Discourse is a fine platform, probably even a good platform once you are accustomed to it. I believe the Scala Community is has enough dedicated members to be able to support its own choice in tools and I do believe the discussions here need a place. For those reasons, I would anticipate this instance will do okay. I do especially agree that the Discourse instance is a good step up in replacing the mailing list with a more modern platform.
Thoughts were for the new users (and contributors) that, in my opinion, Scala needs. Unfortunately, I cannot think of a good way to measure the impacts of GitHub vs Discourse this and have I only have my personal experience and observations, both of which are unfortunately subjective and easily in error.
I have read numerous accounts of increased participation after moving to GitHub (which is why I was looking into moving the Scala JIRA to GH Issues), but they have all been the experience of one project and I don’t know of any study with a large enough sample size to know anything conclusive. GitHub is not a perfect platform, but it is where users are at and has proven itself flexible enough to be used successfully for a diversity of projects and scales. I see moving to GitHub as moving to where the users are rather than asking them to come to you.
Just to expand a little:
- GitHub is a barrier only once. Chances are good they already crossed this barrier before finding Scala.
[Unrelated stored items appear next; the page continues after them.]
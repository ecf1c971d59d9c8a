// file: tests/integration_test.rs
// version: 2.0.0
// guid: z6a7b8c9-d0e1-2345-6789-012345zabcde

//! Integration tests for workbench

use assert_cmd::Command;
use predicates::prelude::*;
use std::path::PathBuf;
use tempfile::TempDir;
use workbench::{
    beagle::{self, KernelVersion, UbootVersion},
    cli::commands::{run_qemu_command, toolbox_add_packages_command},
    config::{loader::ConfigLoader, Architecture, Config},
    qemu::RunOptions,
    runner::RecordingRunner,
    Result,
};

#[tokio::test]
async fn test_config_loading_integration() -> Result<()> {
    let temp_dir = TempDir::new().unwrap();

    let config_content = r#"
qemu:
  default_arch: AARCH64
  disk_size_mb: 128
  profiles:
    AARCH64:
      code: ${FIRMWARE}/QEMU_EFI.fd
      vars: ${FIRMWARE}/QEMU_VARS.fd
beagle:
  kernel_url: https://example.invalid/linux.git
toolbox:
  shell: /bin/bash
"#;

    let config_path = temp_dir.path().join("config.yaml");
    tokio::fs::write(&config_path, config_content).await?;

    let mut loader = ConfigLoader::new();
    loader.set_env_var("FIRMWARE".to_string(), "/opt/fw".to_string());
    let config = loader.load(Some(config_path.as_path()))?;

    assert_eq!(config.qemu.default_arch, Architecture::Aarch64);
    assert_eq!(config.qemu.disk_size_mb, 128);
    let profile = config.qemu.profile(Architecture::Aarch64);
    assert_eq!(profile.code, PathBuf::from("/opt/fw/QEMU_EFI.fd"));
    assert_eq!(profile.vars, PathBuf::from("/opt/fw/QEMU_VARS.fd"));
    assert_eq!(profile.qemu, "qemu-system-aarch64");
    assert_eq!(config.beagle.kernel_url, "https://example.invalid/linux.git");
    assert_eq!(config.toolbox.shell, "/bin/bash");

    Ok(())
}

#[tokio::test]
async fn test_config_rejects_unknown_section() {
    let loader = ConfigLoader::new();
    assert!(loader.parse("network:\n  dhcp: true\n").is_err());
}

#[tokio::test]
async fn test_kernel_query_pipeline() -> Result<()> {
    let runner = RecordingRunner::new().reply(
        "git",
        "aaa\trefs/heads/v6.0.0\n\
         bbb\trefs/heads/v5.4.2\n\
         ccc\trefs/heads/main\n\
         ddd\trefs/heads/v5.10.0\n",
    );

    let matches = beagle::query_branches(
        &runner,
        "https://github.com/beagleboard/linux.git",
        None,
        KernelVersion::new(5, 10, 0),
    )
    .await?;

    assert_eq!(beagle::render(&matches, false)?, "v5.10.0\nv6.0.0");
    assert_eq!(
        runner.lines(),
        vec!["git ls-remote --heads https://github.com/beagleboard/linux.git"]
    );
    Ok(())
}

#[tokio::test]
async fn test_uboot_query_pipeline_json() -> Result<()> {
    let runner = RecordingRunner::new().reply(
        "git",
        "aaa\trefs/heads/v2022.10-beagleplay\n\
         bbb\trefs/heads/v2023.04-beagleplay\n",
    );

    let matches = beagle::query_branches(
        &runner,
        "https://github.com/beagleboard/u-boot.git",
        Some(&beagle::board_pattern("beagleplay")),
        UbootVersion::new(2023, 1),
    )
    .await?;

    let json: serde_json::Value = serde_json::from_str(&beagle::render(&matches, true)?)?;
    assert_eq!(json.as_array().map(Vec::len), Some(1));
    assert_eq!(json[0]["branch"], "v2023.04-beagleplay");
    assert_eq!(json[0]["encoded"], 202_304);
    assert!(runner.lines()[0].ends_with("'*-beagleplay'"));
    Ok(())
}

#[tokio::test]
async fn test_run_qemu_through_command_layer() -> Result<()> {
    let temp_dir = TempDir::new().unwrap();
    let efi = temp_dir.path().join("Hello.efi");
    let code = temp_dir.path().join("CODE.fd");
    let vars = temp_dir.path().join("VARS.fd");
    for path in [&efi, &code, &vars] {
        std::fs::write(path, b"payload")?;
    }

    let config = Config::default();
    let mut options = RunOptions::new(&efi, &config.qemu);
    options.code = Some(code);
    options.vars = Some(vars);
    options.no_shell = true;
    options.extra_args = vec!["-nographic".to_string()];

    let runner = RecordingRunner::new();
    run_qemu_command(&runner, &config, options).await?;

    let programs: Vec<String> = runner.calls().into_iter().map(|c| c.program).collect();
    assert_eq!(programs, vec!["dd", "mformat", "mcopy", "qemu-system-x86_64"]);

    let qemu = runner.lines().pop().unwrap_or_default();
    assert!(qemu.contains("-machine q35"));
    assert!(qemu.contains("-net none -nographic"));
    assert!(!qemu.contains("scsi-cd"));
    Ok(())
}

#[tokio::test]
async fn test_run_qemu_missing_efi_runs_nothing() {
    let config = Config::default();
    let options = RunOptions::new("/nonexistent/app.efi", &config.qemu);
    let runner = RecordingRunner::new();

    assert!(run_qemu_command(&runner, &config, options).await.is_err());
    assert!(runner.calls().is_empty());
}

#[tokio::test]
async fn test_add_packages_to_all_containers() -> Result<()> {
    let runner = RecordingRunner::new().reply(
        "toolbox",
        "CONTAINER ID  CONTAINER NAME  CREATED  STATUS  IMAGE NAME\n\
         1a2b3c4d5e6f  dev             2 days   exited  fedora-toolbox:40\n\
         6f5e4d3c2b1a  docs            1 week   exited  fedora-toolbox:40\n",
    );

    toolbox_add_packages_command(&runner, Vec::new(), true, &["htop".to_string()]).await?;

    assert_eq!(
        runner.lines(),
        vec![
            "toolbox list -c",
            "toolbox run -c dev sudo dnf install -y htop",
            "toolbox run -c docs sudo dnf install -y htop",
        ]
    );
    Ok(())
}

fn workbench(config_dir: &TempDir) -> Command {
    let config = config_dir.path().join("config.yaml");
    std::fs::write(&config, "").unwrap();

    let mut cmd = Command::cargo_bin("workbench").unwrap();
    cmd.env("WORKBENCH_CONFIG", config);
    cmd
}

#[test]
fn test_cli_help_lists_applets() {
    let dir = TempDir::new().unwrap();
    workbench(&dir)
        .arg("--help")
        .assert()
        .success()
        .stdout(predicate::str::contains("run-qemu"))
        .stdout(predicate::str::contains("toolbox-add-packages"));
}

#[test]
fn test_cli_rejects_bad_version() {
    let dir = TempDir::new().unwrap();
    workbench(&dir)
        .args(["kernel-query", "--major", "six"])
        .assert()
        .failure()
        .code(2);
}

#[test]
fn test_cli_add_packages_needs_targets() {
    let dir = TempDir::new().unwrap();
    workbench(&dir)
        .args(["toolbox-add-packages", "htop"])
        .assert()
        .failure()
        .code(2);
}

#[test]
fn test_cli_install_links_dry_run() {
    let dir = TempDir::new().unwrap();
    let bin_dir = dir.path().join("bin");

    workbench(&dir)
        .args(["install-links", "--dry-run", "--bin-dir"])
        .arg(&bin_dir)
        .assert()
        .success();

    assert!(!bin_dir.exists());
}

#[cfg(unix)]
#[test]
fn test_cli_install_links_creates_symlinks() {
    let dir = TempDir::new().unwrap();
    let bin_dir = dir.path().join("bin");

    workbench(&dir)
        .args(["install-links", "--bin-dir"])
        .arg(&bin_dir)
        .assert()
        .success();

    for name in ["run-qemu", "kernel-query", "toolbox-update"] {
        let link = bin_dir.join(name);
        assert!(link.symlink_metadata().unwrap().file_type().is_symlink());
    }
    assert!(!bin_dir.join("install-links").exists());
}

#[test]
fn test_cli_invalid_config_fails() {
    let dir = TempDir::new().unwrap();
    let config = dir.path().join("broken.yaml");
    std::fs::write(&config, "qemu:\n  disk_size_mb: 1\n").unwrap();

    Command::cargo_bin("workbench")
        .unwrap()
        .env("WORKBENCH_CONFIG", &config)
        .arg("check-prereqs")
        .assert()
        .failure()
        .code(1);
}
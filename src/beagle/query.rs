// file: src/beagle/query.rs
// version: 1.0.0
// guid: 0263a2f6-9635-4d03-b742-799a93d608d5

//! Remote branch discovery through `git ls-remote`

use super::version::BranchVersion;
use crate::error::WorkbenchError;
use crate::runner::{CommandRunner, CommandSpec};
use crate::Result;
use serde::Serialize;
use tracing::debug;

/// A branch whose name carried a version
#[derive(Debug, Clone, PartialEq, Eq, Serialize)]
pub struct BranchMatch<V> {
    pub branch: String,
    pub version: V,
    /// Single-integer form of `version`, see [`BranchVersion::encode`]
    pub encoded: u64,
}

/// The `git ls-remote` invocation listing branch heads of `url`
pub fn ls_remote_command(url: &str, pattern: Option<&str>) -> CommandSpec {
    let spec = CommandSpec::new("git").args(["ls-remote", "--heads", url]);
    match pattern {
        Some(pattern) => spec.arg(pattern),
        None => spec,
    }
}

/// Branch names from `git ls-remote` output (`<sha>\trefs/heads/<name>`)
pub fn parse_ls_remote(stdout: &str) -> Vec<String> {
    stdout
        .lines()
        .filter_map(|line| line.split_whitespace().nth(1))
        .filter_map(|reference| reference.strip_prefix("refs/heads/"))
        .map(str::to_string)
        .collect()
}

/// Keep branches at or above `minimum`, sorted ascending by version
///
/// Names that do not parse are dropped. The sort is stable, so branches
/// sharing a version keep their remote order.
pub fn select_branches<V, I>(names: I, minimum: V) -> Vec<BranchMatch<V>>
where
    V: BranchVersion,
    I: IntoIterator<Item = String>,
{
    let mut matches: Vec<BranchMatch<V>> = names
        .into_iter()
        .filter_map(|branch| {
            let version = V::parse_branch(&branch)?;
            (version >= minimum).then(|| BranchMatch {
                branch,
                encoded: version.encode(),
                version,
            })
        })
        .collect();

    matches.sort_by(|a, b| a.version.cmp(&b.version));
    matches
}

/// Fetch, filter and sort the versioned branches of a remote
pub async fn query_branches<R, V>(
    runner: &R,
    url: &str,
    pattern: Option<&str>,
    minimum: V,
) -> Result<Vec<BranchMatch<V>>>
where
    R: CommandRunner + ?Sized,
    V: BranchVersion,
{
    let command = ls_remote_command(url, pattern);
    let stdout = runner.output(&command).await.map_err(|e| match e {
        WorkbenchError::ProcessError {
            exit_code: None,
            stderr,
            ..
        } => WorkbenchError::GitError(format!("git could not be started: {}", stderr)),
        other => other,
    })?;

    let names = parse_ls_remote(&stdout);
    debug!("{} branches on {}", names.len(), url);

    Ok(select_branches(names, minimum))
}

/// Format matches for stdout: one branch per line, or a JSON array
pub fn render<V: BranchVersion>(matches: &[BranchMatch<V>], json: bool) -> Result<String> {
    if json {
        return Ok(serde_json::to_string_pretty(matches)?);
    }
    Ok(matches
        .iter()
        .map(|m| m.branch.as_str())
        .collect::<Vec<_>>()
        .join("\n"))
}
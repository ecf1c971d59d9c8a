// file: src/lib.rs
// version: 3.0.0
// guid: d82472d1-7f0f-4eb4-b0a3-6e1547103eb4

//! # workbench
//!
//! A single binary bundling small automation applets: a qemu harness for
//! UEFI applications, beagleboard branch queries, BeaglePlay helpers and
//! toolbox container provisioning. Each applet is a subcommand and can also
//! be invoked through a symlink named after it.

pub mod beagle;
pub mod beagleplay;
pub mod cli;
pub mod config;
pub mod error;
pub mod links;
pub mod logging;
pub mod qemu;
pub mod runner;
pub mod toolbox;
pub mod utils;

pub use error::{Result, WorkbenchError};

/// Version information for the binary
pub const VERSION: &str = env!("CARGO_PKG_VERSION");
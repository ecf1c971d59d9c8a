// file: src/cli/applet.rs
// version: 1.0.0
// guid: 1a2b5b5b-c279-45f9-b39f-9db920ac8ba8

//! Busybox-style dispatch on the invoked program name

use super::args::Cli;
use clap::CommandFactory;
use std::ffi::OsString;
use std::path::Path;

/// Subcommands that are not worth a dedicated symlink
const NOT_LINKED: &[&str] = &["install-links", "check-prereqs"];

/// Names installed as symlinks to the binary
pub fn applet_names() -> Vec<String> {
    Cli::command()
        .get_subcommands()
        .map(|c| c.get_name().to_string())
        .filter(|name| !NOT_LINKED.contains(&name.as_str()))
        .collect()
}

/// Insert the applet name as subcommand when invoked through a symlink
///
/// `run-qemu app.efi` becomes `run-qemu run-qemu app.efi`, which clap then
/// parses exactly like `workbench run-qemu app.efi`.
pub fn normalize_args<I>(args: I) -> Vec<OsString>
where
    I: IntoIterator<Item = OsString>,
{
    let mut args: Vec<OsString> = args.into_iter().collect();

    let invoked = args
        .first()
        .and_then(|arg0| Path::new(arg0).file_name())
        .and_then(|name| name.to_str())
        .map(str::to_string);

    if let Some(name) = invoked {
        if Cli::command().find_subcommand(&name).is_some() {
            args.insert(1, OsString::from(name));
        }
    }

    args
}

#[cfg(test)]
mod tests {
    use super::*;

    fn os(args: &[&str]) -> Vec<OsString> {
        args.iter().map(OsString::from).collect()
    }

    #[test]
    fn test_symlink_name_becomes_subcommand() {
        assert_eq!(
            normalize_args(os(&["/home/me/.local/bin/run-qemu", "app.efi"])),
            os(&["/home/me/.local/bin/run-qemu", "run-qemu", "app.efi"])
        );
    }

    #[test]
    fn test_alias_symlink_is_recognized() {
        assert_eq!(
            normalize_args(os(&["toolbox-custom-create", "dev"])),
            os(&["toolbox-custom-create", "toolbox-custom-create", "dev"])
        );
    }

    #[test]
    fn test_main_binary_name_untouched() {
        let args = os(&["/usr/bin/workbench", "kernel-query"]);
        assert_eq!(normalize_args(args.clone()), args);
        assert!(normalize_args(Vec::new()).is_empty());
    }

    #[test]
    fn test_applet_names() {
        let names = applet_names();
        assert!(names.contains(&"run-qemu".to_string()));
        assert!(names.contains(&"toolbox-add-packages".to_string()));
        assert!(!names.contains(&"install-links".to_string()));
        assert_eq!(names.len(), 8);
    }
}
I am comfortable discounting this barrier as one that Scala needs to concern itself with.
- With the Discourse instance, the user needs to sign up. Even users with something to say, or who might just click “like” somewhere can be stopped by this. A mental measure of engagement occurs that decides if whatever action they would have taken is worth clicking sign in and creating an account. This loses potential contributors. Even small participation can work to later pull in a user to a more active role. They can sign in with GitHub, which helps, but they learn that only after trying to sign in.
- There is a parallel line of reasoning with the above with Discourse as a [potentially] new/unknown platform which can intimidate or otherwise deter a [potential] user.
- Scala is significant, but it is still not a broader norm. Also using tools outside the norm may not hurt general approachability, but does not help.
- The Discourse instance is not as discoverable as a GitHub Project. This can probably be largely remedied with a bigger marketing push for the Discourse instance. However, the Discourse instance is not something a user expects to find or will necessarily go looking for. It is only after seeing a link or refernce that its existence is known. Conversely, if a project is hosted on or links to GitHub, GitHub Issues is assumed to exist until shown otherwise. Potential users can’t know what they don’t know.
- This is not specific to platform choice, but at least to some the “Contributors” name suggests an exclusivity that, while not intentioned, may give potential participants pause. Tying discussions to their projects as typical on GitHub helps to level this distinction.
Concerning fragmentation:
- I have discovered and participated in a lot of projects by following cross-repository references in GitHub. This is a discoverability feature is lost when part of the picture is on Discourse.
- Discourse does this better than mailing lists and categories do help, but trying to put all discussions in one place raises the signal-to-noise ratio for users and can lead to lower engagement. I find the trend towards modularization and GitHub help this. The open source projects I feel I have contributed the most to are those that I ended up “watching” on GitHub because that keeps me informed and engaged. GitHub issues that affect or interest me are then pushed to my e-mail. Related issues are likely to be cross-referenced so I learn about those as well and can choose to subscribe to them if relevant. This becomes sort of engagement becomes intractable beyond a certain scale, thus watching the “river” of the entire Scala Contributor Community is not something I’d be inclined to do and why I have never stayed successfully subscribed to mailing lists. Instead I need to make an effort go to Discourse if I want to see what is happening.
- I agree with @jducoeur on badges/rewards provided by Discourse. Were I to accept that Social Reward is a relevant factor, then Discourse also fragments my Social Presence and weakens my Social Status on GitHub because my participation here will not appear in any metrics there.
I am not convinced there are conversations that could start here which do not, and could not, have a clear place on GitHub. If there are, Discourse may be the right place for those. My opinion is just that GitHub is the more expected place for “business” such as in depth discussion a project such as is happening with the Scala Platform and that following expected behaviors encourages discovery and participation.
I keep being concerned about abuse on the GitHub platform, but, for its size, surprisingly and happily, I have yet to see anything requiring intense moderation or suggesting that moderation on the platform is deficient. Issues do need to be managed (moderated), but I have seen so many cases of GitHub working, and of working well, that I struggle to see it as unworkable for Scala.
None of my concerns are such that they are going to break or cause anything to fail, but together they seem enough to me that they could impact who participates.